With World Nature Conservation Day (July 28) around the corner, there is no time like the present for ambitious individuals in the discipline to file their applications for Biji Alam Conservation Society’s inaugural funding programme before its deadline on July 31.
In a bid to further the important work of mid-career conservationists across Malaysia, Biji Alam Awards was set up to financially support the efforts of unsung heroes working tirelessly to protect our natural world. The 2024 edition will grant two winners, one based in Peninsular Malaysia and the other in the Bornean states of Sabah and Sarawak, RM25,000 each.
The applicants will be vetted by a panel of independent experts in the field, namely Dato Dr Dionysius Sharma, former head of WWF Malaysia; Dr Rahimatsah Amat, head of Sabah Environment Trust; and Robert Basiuk, director of Borneo Adventure Tours and co-founder of Batang Ai Conservancy in Sarawak. The three judges share decades of conservation experience combined and will select the winners using a carefully curated process.
The fund accepts individual candidates as well as teams or groups with outstanding, proven achievement. They will need to demonstrate the effectiveness of their current work and the changes they have instigated on the ground.
“Conservation” is broadly used in the case of the award and rallies work on threatened species, biodiverse habitats, landscape integrity and marine, terrestrial or freshwater systems, under the same umbrella.
The scope on its website reads: “We recognise that there are many different approaches to doing conservation work and we will be open to innovative work that demonstrate the ways conservation is now growing within Malaysian society, such as community engagement, applied research, public education, policy reform, habitat management, law enforcement, ecological restoration, improved land-use and the revitalisation of cultures that respect nature.”

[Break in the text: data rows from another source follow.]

//! The blocking, `Read`/`Write` connection handle exposed to applications
//! and to the (out-of-scope) handshake subsystem once negotiation hands it
//! a [`Cipher`]. Owns the transport stream directly; [`crate::tls::Transcoder`]
//! is the non-blocking sibling for callers that manage their own I/O.

use std::io::{self, Read, Write};
use std::sync::Arc;

use crate::error::Error;
use crate::pool::BufferPool;
use crate::tls::cipher::Cipher;
use crate::tls::constants::{MAX_CIPHERTEXT_RECORD_LEN, MAX_RECORD_EXPANSION};
use crate::tls::options::ConnectionOptions;
use crate::tls::record::{read_record_from, ContentType};
use crate::tls::record_stream::RecordPlane;
use crate::signal_pipe::OptionalSignalPipe;

/// A TLS record-layer connection over an already-connected transport `S`,
/// driven with an already-negotiated `Cipher`. Construction never performs
/// a handshake; that is the caller's responsibility.
pub struct Connection<S> {
    stream: S,
    plane: RecordPlane,
    options: ConnectionOptions,
    signal_pipe: OptionalSignalPipe,
    read_scratch: Vec<u8>,
    read_buffered: std::ops::Range<usize>,
    write_scratch: Vec<u8>,
    pool: Option<Arc<BufferPool>>,
}

impl<S: Read + Write> Connection<S> {
    /// Builds a connection acting as the TLS client side: `encrypt` uses
    /// `cipher`'s `encrypt` half directly, matching how the handshake
    /// subsystem derives client-write/server-write keys.
    pub fn client(stream: S, cipher: Cipher, is_tls13: bool, options: ConnectionOptions) -> io::Result<Self> {
        Self::new(stream, cipher, is_tls13, options)
    }

    /// Builds a connection acting as the TLS server side. The cipher's
    /// encrypt/decrypt halves are already oriented correctly by the
    /// handshake subsystem (server-write vs client-write), so this is
    /// identical to `client()` from the record plane's point of view.
    pub fn server(stream: S, cipher: Cipher, is_tls13: bool, options: ConnectionOptions) -> io::Result<Self> {
        Self::new(stream, cipher, is_tls13, options)
    }

    fn new(stream: S, cipher: Cipher, is_tls13: bool, options: ConnectionOptions) -> io::Result<Self> {
        let (encrypt_half, decrypt_half) = cipher.split();
        let plane = RecordPlane::new(encrypt_half, decrypt_half, is_tls13, options.inplace_alignment);
        let signal_pipe = OptionalSignalPipe::new(options.signal_pipe_enabled, options.trigger_mode)?;

        Ok(Self {
            stream,
            plane,
            options,
            signal_pipe,
            read_scratch: vec![0u8; MAX_CIPHERTEXT_RECORD_LEN],
            read_buffered: 0..0,
            write_scratch: vec![0u8; MAX_CIPHERTEXT_RECORD_LEN],
            pool: None,
        })
    }

    /// Same as `client`/`server`, but binds a shared [`BufferPool`] the
    /// connection acquires its record scratch space from instead of
    /// allocating its own, so many connections on the same reactor thread
    /// share a bounded set of record-sized buffers.
    pub fn with_pool(mut self, pool: Arc<BufferPool>) -> Self {
        self.read_scratch = vec![0u8; pool.buffer_size().max(MAX_CIPHERTEXT_RECORD_LEN)];
        self.pool = Some(pool);
        self
    }

    /// The descriptor the embedding reactor should poll for readability,
    /// when a signal pipe was requested in `options`.
    pub fn signal_fd(&self) -> std::os::unix::io::RawFd {
        self.signal_pipe.read_fd()
    }

    /// Encrypts and writes `buf` as one or more records, fragmenting at
    /// `options.max_plaintext_record_len`. Returns the number of cleartext
    /// bytes consumed (always `buf.len()` on success, matching `Write`'s
    /// contract). `write_scratch` only grows when a particular call needs
    /// more room than any previous one, so steady-state traffic at a
    /// stable size never reallocates.
    fn encrypt_and_send(&mut self, buf: &[u8]) -> Result<usize, Error> {
        let max_fragment_len = self.options.max_plaintext_record_len;
        let fragments = if buf.is_empty() {
            1
        } else {
            (buf.len() + max_fragment_len - 1) / max_fragment_len
        };
        let worst_case = buf.len() + fragments * MAX_RECORD_EXPANSION;
        if self.write_scratch.len() < worst_case {
            self.write_scratch.resize(worst_case, 0);
        }

        let n = self
            .plane
            .encrypt(buf, &mut self.write_scratch, self.options.max_plaintext_record_len)?;
        self.stream.write_all(&self.write_scratch[..n])?;
        self.signal_pipe.signal()?;
        Ok(buf.len())
    }

    /// Reads and decrypts the next application-data record, looping past
    /// any handshake or alert records by surfacing them as zero-length
    /// reads with state updated accordingly — the embedding handshake
    /// subsystem is expected to drive those through a lower-level API; this
    /// path exists for a pure data-plane consumer that only ever expects
    /// application data once the handshake is done.
    fn recv_one_record(&mut self) -> Result<(ContentType, usize), Error> {
        let (header, len) = read_record_from(&mut self.stream, &mut self.read_scratch)?;
        let outcome = self.plane.decrypt_record(&header, &mut self.read_scratch[..len])?;

        if outcome.content_type == ContentType::Alert {
            if outcome.plaintext_len >= 2 && self.read_scratch[1] == 0 {
                self.plane.mark_closed();
                return Err(Error::CloseNotify);
            }
            return Err(Error::Unexpected(ContentType::Alert as u8));
        }

        Ok((outcome.content_type, outcome.plaintext_len))
    }

    pub fn close(&mut self) -> io::Result<()> {
        self.plane.mark_closed();
        Ok(())
    }
}

impl<S: Read + Write> Read for Connection<S> {
    fn read(&mut self, buf: &mut [u8]) -> io::Result<usize> {
        if self.read_buffered.is_empty() {
            match self.recv_one_record() {
                Ok((_, len)) => self.read_buffered = 0..len,
                Err(Error::CloseNotify) => return Ok(0),
                Err(e) => return Err(to_io_error(e)),
            }
        }

        let available = &self.read_scratch[self.read_buffered.clone()];
        let n = available.len().min(buf.len());
        buf[..n].copy_from_slice(&available[..n]);
        self.read_buffered.start += n;
        Ok(n)
    }
}

impl<S: Read + Write> Write for Connection<S> {
    fn write(&mut self, buf: &[u8]) -> io::Result<usize> {
        self.encrypt_and_send(buf).map_err(to_io_error)
    }

    fn flush(&mut self) -> io::Result<()> {
        self.stream.flush()
    }
}

fn to_io_error(err: Error) -> io::Error {
    match err {
        Error::Io(e) => e,
        other => io::Error::new(io::ErrorKind::Other, other),
    }
}
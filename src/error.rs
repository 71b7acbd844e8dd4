//! Error taxonomy for the TLS record-layer data plane.
//!
//! One enum covers every subsystem in this crate (record framing, cipher
//! state, pools, signal pipe) rather than a per-module error type, matching
//! the house style of a single `Error` surface per crate boundary.

use thiserror::Error;

use crate::tls::alert::AlertDescription;

/// Errors observable by a caller of the data plane.
///
/// See the module docs on [`crate::tls`] for which variants are fatal to the
/// connection (and therefore trigger a best-effort alert + `Failed`
/// transition) versus which are recoverable.
#[derive(Debug, Error)]
pub enum Error {
    /// Malformed record or frame (bad header, truncated payload, ...).
    #[error("malformed TLS record: {0}")]
    Decode(&'static str),

    /// AEAD tag verification failed, or the decrypt sequence counter is out
    /// of step with the peer's encrypt counter.
    #[error("bad record MAC")]
    BadRecordMac,

    /// A record carried a content type that is not valid in the current
    /// connection state (e.g. application data before the handshake
    /// finished, or the wrong record type in response to one of our calls).
    #[error("unexpected content type {0:#x}")]
    Unexpected(u8),

    /// The peer sent a `close_notify` alert. Recoverable: callers should
    /// surface this as EOF rather than failing the connection.
    #[error("peer sent close_notify")]
    CloseNotify,

    /// The caller-supplied output buffer could not hold the operation's
    /// result. Recoverable: retry with a larger buffer.
    #[error("buffer too small: need {needed} bytes, have {available}")]
    BufferTooSmall { needed: usize, available: usize },

    /// The per-direction sequence counter is exhausted; one more record
    /// would require reusing a nonce. Per RFC 8446 §5.5 this must never be
    /// allowed to wrap.
    #[error("sequence counter exhausted for this keying epoch")]
    SequenceOverflow,

    /// The zero-copy engine was asked to decrypt in place but the
    /// input/output buffers violate the aliasing or alignment
    /// preconditions. Recoverable: fall back to the copying decrypt path.
    #[error("invalid buffer aliasing for in-place decrypt")]
    InvalidBuffer,

    /// The underlying transport failed.
    #[error(transparent)]
    Io(#[from] std::io::Error),
}

impl Error {
    /// Whether this error is fatal to the connection's data plane. Fatal
    /// errors drive the `Failed` transition and a best-effort alert send;
    /// non-fatal errors are surfaced to the caller without killing the
    /// connection.
    pub fn is_fatal(&self) -> bool {
        match self {
            Error::Decode(_) | Error::BadRecordMac | Error::Unexpected(_) | Error::SequenceOverflow => true,
            Error::CloseNotify | Error::BufferTooSmall { .. } | Error::InvalidBuffer => false,
            // Transport errors are fatal unless the caller can retry the I/O
            // itself; the data plane has no way to distinguish, so treat
            // them as fatal to be conservative about resuming a connection
            // with a wedged cipher state.
            Error::Io(_) => true,
        }
    }
}

impl From<&Error> for Option<AlertDescription> {
    /// Maps an error to the alert description that should be sent to the
    /// peer, best-effort, before closing the connection. Non-fatal errors
    /// and I/O errors (where there is no reliable way to write an alert)
    /// map to `None`.
    fn from(err: &Error) -> Self {
        Some(match err {
            Error::Decode(_) => AlertDescription::DecodeError,
            Error::BadRecordMac => AlertDescription::BadRecordMac,
            Error::Unexpected(_) => AlertDescription::UnexpectedMessage,
            Error::SequenceOverflow => AlertDescription::InternalError,
            Error::CloseNotify | Error::BufferTooSmall { .. } | Error::InvalidBuffer | Error::Io(_) => {
                return None
            }
        })
    }
}

#[cfg(test)]
mod tests {
    use super::*;

    #[test]
    fn fatal_classification_matches_alert_mapping() {
        assert!(Error::Decode("bad header").is_fatal());
        assert!(Error::BadRecordMac.is_fatal());
        assert!(Error::Unexpected(0).is_fatal());
        assert!(Error::SequenceOverflow.is_fatal());
        assert!(!Error::CloseNotify.is_fatal());
        assert!(!Error::BufferTooSmall { needed: 1, available: 0 }.is_fatal());
        assert!(!Error::InvalidBuffer.is_fatal());
    }

    #[test]
    fn alert_mapping_only_defined_for_fatal_wire_errors() {
        let opt: Option<AlertDescription> = (&Error::BadRecordMac).into();
        assert_eq!(opt, Some(AlertDescription::BadRecordMac));

        let opt: Option<AlertDescription> = (&Error::CloseNotify).into();
        assert_eq!(opt, None);
    }
}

Applicants need to be Malaysian and working with a registered NGO. They are required to demonstrate deep knowledge of what they are seeking to conserve and a sound methodology as to how to achieve their aims with measurable outcomes. A well-thought out plan should be included on how the award money would be used to further their work.
Biji Alam is the brainchild of Britain-based Malaysian Natalie Yong, an ex-financier with a lifelong passion for nature.
“Whilst talking to conservationists in Malaysia, I realised that a big headache for them was to find funding, which they have to do on a yearly basis. This takes valuable time away from the main work of preserving nature. A seminal conversation was one with a highly qualified conservationist, with a PhD who had to quit early because of the financial pressure. What a terrible waste of valuable expertise,” she laments.
“I have seen with dismay how, over the decades, our nature has been depleted with thousands of acres of our beautiful jungle replaced by development and plantations, and our iconic wildlife — ideas of which we instil into our kids through stories and books at a young age — struggling to survive.
“Conservationists, within and without the government, help to keep our wildlife alive, and therefore their habitats and us humans too, as we are all interconnected. I believe there are ways that can allow both nature and humans to exist more harmoniously and conservationists are the experts who can inform government and corporate policy on how this can be done.”
Yong is also a trustee of a UK-based charity, The Points Family Trust — which she established alongside her husband Jonathan Points — that provides grants and donations to organisations and projects in fields such as environmental protection, education, human rights, culture and medicine, that will benefit the public.
She roped in senior conservationist Dr Teckwyn Lim as co-founder of Biji Alam. Through his on-field engagements as managing director of Resource Stewardship Consultants, a local scientific research and consultancy company that focuses on the management of forestry, wildlife and plantations in Malaysia, he has yielded an acute awareness and understanding of the perils that threaten the environment.
“Malaysia already has the Merdeka Award that recognises lifetime achievements for contribution to fields including the environment. But I feel that there is, at present, no award scheme that gives recognition to mid-career conservationists. I was delighted to help Natalie set up Biji Alam as it aims to fill this gap,” he shares.
“We're looking at both what candidates have achieved and also their potential for future achievements. We want to reward people who can demonstrate a commitment to science-based approaches to conserving biodiversity. They will be required to report progress but unlike most grants, monitoring implementation is not the emphasis of our award scheme. As mentioned, our focus is on recognising and rewarding mid-career individuals involved in nature conservation.”
The idea of the Biji Alam Conservation Society is to champion conservationists heroes in Malaysia, Yong expressed. “We also wish to provide a direct route for individual Malaysians to help experts conserve our beautiful nature through donations.”
At the time of writing, the society is currently operating on a pro tem basis as it is still in the process of getting validated under the Registry of Societies of Malaysia. “It has been stuck in the ROS for a year and a half now with little explanation, which is very frustrating,” she says.
“Once this happens, we hope we can push it to become a bigger funding initiative with a lot more publicity for the winners, and establishing a network of expert mentors for the next generation of conservationists.”